Com isso, a SG decidiu converter o procedimento preparatório iniciado em fevereiro em inquérito administrativo e impor medida preventiva proibindo iFood de firmar novos contratos que contenham cláusulas de exclusividade. A medida preventiva também estabelece que a empresa não deverá alterar contratos já celebrados sem cláusula de exclusividade até decisão final do caso. Por outro lado, os contratos de exclusividades já em vigor permanecem válidos e, no término de sua vigência, poderão ser renovados em regime de exclusividade observando o limite de um ano de duração caso haja interesse de ambas as partes.

 

SG instaura investigação de práticas anticompetitivas em mercado de trabalhadores empregados na indústria de healthcare

A SG instaurou processo administrativo para investigar supostas condutas anticompetitivas no mercado brasileiro de trabalhadores empregados na indústria de produtos, equipamentos e serviços correlatos para cuidados com a saúde (healthcare) [7].

Segundo a Nota Técnica de instauração do processo, ao menos 36 empresas, com graus distintos de envolvimento, e mais de cem pessoas físicas funcionárias ou ex-funcionárias dessas empresas teriam trocado informações concorrencialmente sensíveis sobre gestão de pessoas e recursos humanos para apoiar suas tomadas de decisão sobre contratação, remuneração e manutenção de funcionários. Além disso, teria havido ao menos dois episódios de alinhamento entre concorrentes em relação a acordos anticompetitivos de fixação de remuneração laboral. A investigação teve início a partir de acordo de leniência firmado pelo CADE com as pessoas jurídicas Getinge do Brasil Equipamentos Médicos Ltda. e Maquet Cardiopulmonary do Brasil Comércio Ltda., que renunciaram ao sigilo de suas identidades.

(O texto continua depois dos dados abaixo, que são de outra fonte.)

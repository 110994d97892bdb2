//! Warehouse registry service

use chrono::Utc;
use rust_decimal::Decimal;
use serde::Deserialize;
use sqlx::PgPool;
use uuid::Uuid;

use crate::error::{AppError, AppResult};
use shared::models::Warehouse;
use shared::types::GpsCoordinates;
use shared::validation::validate_warehouse_code;

/// Warehouse service
#[derive(Clone)]
pub struct WarehouseService {
    db: PgPool,
}

/// Database row for a warehouse
#[derive(Debug, sqlx::FromRow)]
struct WarehouseRow {
    id: Uuid,
    business_id: Uuid,
    code: String,
    name: String,
    address: Option<String>,
    latitude: Option<Decimal>,
    longitude: Option<Decimal>,
    capacity: Option<i32>,
    is_active: bool,
    del_flag: bool,
    created_at: chrono::DateTime<Utc>,
    updated_at: chrono::DateTime<Utc>,
}

impl From<WarehouseRow> for Warehouse {
    fn from(row: WarehouseRow) -> Self {
        let location = match (row.latitude, row.longitude) {
            (Some(lat), Some(lng)) => Some(GpsCoordinates::new(lat, lng)),
            _ => None,
        };
        Warehouse {
            id: row.id,
            business_id: row.business_id,
            code: row.code,
            name: row.name,
            address: row.address,
            location,
            capacity: row.capacity,
            is_active: row.is_active,
            del_flag: row.del_flag,
            created_at: row.created_at,
            updated_at: row.updated_at,
        }
    }
}

const WAREHOUSE_COLUMNS: &str = "id, business_id, code, name, address, latitude, longitude, capacity, is_active, del_flag, created_at, updated_at";

/// Input for creating a warehouse
#[derive(Debug, Deserialize)]
pub struct CreateWarehouseInput {
    pub code: String,
    pub name: String,
    pub address: Option<String>,
    pub location: Option<GpsCoordinates>,
    pub capacity: Option<i32>,
}

/// Input for updating a warehouse
#[derive(Debug, Deserialize)]
pub struct UpdateWarehouseInput {
    pub name: Option<String>,
    pub address: Option<String>,
    pub location: Option<GpsCoordinates>,
    pub capacity: Option<i32>,
    pub is_active: Option<bool>,
}

impl WarehouseService {
    /// Create a new WarehouseService instance
    pub fn new(db: PgPool) -> Self {
        Self { db }
    }

    /// Create a warehouse
    pub async fn create_warehouse(
        &self,
        business_id: Uuid,
        input: CreateWarehouseInput,
    ) -> AppResult<Warehouse> {
        validate_warehouse_code(&input.code).map_err(|msg| AppError::Validation {
            field: "code".to_string(),
            message: msg.to_string(),
        })?;
        if input.name.trim().is_empty() {
            return Err(AppError::Validation {
                field: "name".to_string(),
                message: "Warehouse name is required".to_string(),
            });
        }

        let existing = sqlx::query_scalar::<_, i64>(
            "SELECT COUNT(*) FROM warehouses WHERE business_id = $1 AND code = $2 AND del_flag = FALSE",
        )
        .bind(business_id)
        .bind(&input.code)
        .fetch_one(&self.db)
        .await?;

        if existing > 0 {
            return Err(AppError::DuplicateEntry("warehouse code".to_string()));
        }

        let row = sqlx::query_as::<_, WarehouseRow>(&format!(
            r#"
            INSERT INTO warehouses (business_id, code, name, address, latitude, longitude, capacity)
            VALUES ($1, $2, $3, $4, $5, $6, $7)
            RETURNING {}
            "#,
            WAREHOUSE_COLUMNS
        ))
        .bind(business_id)
        .bind(&input.code)
        .bind(&input.name)
        .bind(&input.address)
        .bind(input.location.as_ref().map(|l| l.latitude))
        .bind(input.location.as_ref().map(|l| l.longitude))
        .bind(input.capacity)
        .fetch_one(&self.db)
        .await?;

        Ok(row.into())
    }

    /// Update a warehouse
    pub async fn update_warehouse(
        &self,
        business_id: Uuid,
        warehouse_id: Uuid,
        input: UpdateWarehouseInput,
    ) -> AppResult<Warehouse> {
        let row = sqlx::query_as::<_, WarehouseRow>(&format!(
            r#"
            UPDATE warehouses
            SET name = COALESCE($1, name),
                address = COALESCE($2, address),
                latitude = COALESCE($3, latitude),
                longitude = COALESCE($4, longitude),
                capacity = COALESCE($5, capacity),
                is_active = COALESCE($6, is_active),
                mod_flag = TRUE,
                updated_at = NOW()
            WHERE id = $7 AND business_id = $8 AND del_flag = FALSE
            RETURNING {}
            "#,
            WAREHOUSE_COLUMNS
        ))
        .bind(&input.name)
        .bind(&input.address)
        .bind(input.location.as_ref().map(|l| l.latitude))
        .bind(input.location.as_ref().map(|l| l.longitude))
        .bind(input.capacity)
        .bind(input.is_active)
        .bind(warehouse_id)
        .bind(business_id)
        .fetch_optional(&self.db)
        .await?
        .ok_or_else(|| AppError::NotFound("Warehouse".to_string()))?;

        Ok(row.into())
    }

    /// Get a warehouse by ID
    pub async fn get_warehouse(
        &self,
        business_id: Uuid,
        warehouse_id: Uuid,
    ) -> AppResult<Warehouse> {
        let row = sqlx::query_as::<_, WarehouseRow>(&format!(
            "SELECT {} FROM warehouses WHERE id = $1 AND business_id = $2 AND del_flag = FALSE",
            WAREHOUSE_COLUMNS
        ))
        .bind(warehouse_id)
        .bind(business_id)
        .fetch_optional(&self.db)
        .await?
        .ok_or_else(|| AppError::NotFound("Warehouse".to_string()))?;

        Ok(row.into())
    }

    /// List warehouses for a business
    pub async fn list_warehouses(&self, business_id: Uuid) -> AppResult<Vec<Warehouse>> {
        let rows = sqlx::query_as::<_, WarehouseRow>(&format!(
            "SELECT {} FROM warehouses WHERE business_id = $1 AND del_flag = FALSE ORDER BY code",
            WAREHOUSE_COLUMNS
        ))
        .bind(business_id)
        .fetch_all(&self.db)
        .await?;

        Ok(rows.into_iter().map(|r| r.into()).collect())
    }

    /// Soft-delete a warehouse.
    /// Refused while the warehouse still holds stock.
    pub async fn delete_warehouse(&self, business_id: Uuid, warehouse_id: Uuid) -> AppResult<()> {
        let remaining = sqlx::query_scalar::<_, Option<i64>>(
            "SELECT SUM(remaining) FROM stock_batches WHERE business_id = $1 AND warehouse_id = $2",
        )
        .bind(business_id)
        .bind(warehouse_id)
        .fetch_one(&self.db)
        .await?
        .unwrap_or(0);

        if remaining > 0 {
            return Err(AppError::Conflict {
                resource: "warehouse".to_string(),
                message: format!("Warehouse still holds {} units of stock", remaining),
            });
        }

        let result = sqlx::query(
            "UPDATE warehouses SET del_flag = TRUE, updated_at = NOW() WHERE id = $1 AND business_id = $2 AND del_flag = FALSE",
        )
        .bind(warehouse_id)
        .bind(business_id)
        .execute(&self.db)
        .await?;

        if result.rows_affected() == 0 {
            return Err(AppError::NotFound("Warehouse".to_string()));
        }

        Ok(())
    }
}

Trata-se da primeira investigação do CADE de supostas práticas concertadas afetando a remuneração e aspectos da contratação de trabalhadores. O tema já vem sendo investigado há algum tempo nos EUA e esse caso é um alerta para empresas que atuam no Brasil. Em artigo publicado no ConJur há alguns meses, nossos sócios José Del Chiaro e Luís Nagalli apontam que mesmo empresas com políticas de compliance amadurecidas talvez ainda não tenham incluído dentre as práticas a serem investigadas condutas que ocorrem nos seus departamentos de RH. No Valor Econômico, Nagalli e Ademir Pereira Jr. destacaram a experiência americana e a necessidade de atenção no Brasil.

 

 

Destaques da Sessão de Julgamento

 

Tribunal nega pedido de revisão de operação entre Biosev e Raízen

O Tribunal do CADE decidiu, por unanimidade, homologar despacho da Presidência do CADE que negou ingresso como terceiro interessado apresentado pela Abrilivre (Associação Brasileira de Revendedores de Combustíveis Independentes e Livres) em ato de concentração referente à aquisição da Biosev S.A. pelo Grupo Raízen [8].

Em síntese, o ato de concentração havia tramitado sob o rito sumário e foi aprovado sem restrições em 01 de março de 2021. A AbriLivre requereu seu ingresso como terceira interessada no dia 03 de março de 2021, ainda dentro do prazo legal de apresentação desse tipo de requerimento, mas após aprovação do ato de concentração pela SG. O pedido foi, então, endereçado à Presidência do CADE, nos termos do Regimento Interno da autarquia.

Conforme o Presidente Alexandre Barreto, a AbriLivre não apresentou elementos que indicassem claramente algum potencial lesivo decorrente da operação. De fato, o pedido da associação não teria demonstrado a existência de nexo de causalidade entre a operação e o aumento de riscos concorrenciais mencionados, i.e. que a operação elevaria o poder de mercado do Grupo Raízen-Cosan e geraria efeitos líquidos negativos ao bem-estar dos consumidores.

Assim, o Presidente Alexandre Barreto emitiu despacho pela não admissão da associação enquanto terceira interessada. O despacho foi homologado pelos demais Conselheiros do CADE.


NOTAS
1 Agravo de Instrumento nº 1008154-87.2021.4.01.0000.
2 Processo Administrativo nº 08700.007049/2018-45 e Recurso Voluntário nº 08700.004943/2020-88.
3 Apelação nº 1005826-43.2019.4.01.3400.
4 Processo nº 10099.100030/2021-60.
5 Processo Administrativo nº 08700.011835/2015-02.
6 Inquérito Administrativo nº 08700.004588/2020-47.
7 Processo Administrativo nº 08700.004548/2019-61.
8 Ato de Concentração nº 08700.000471/2021-75.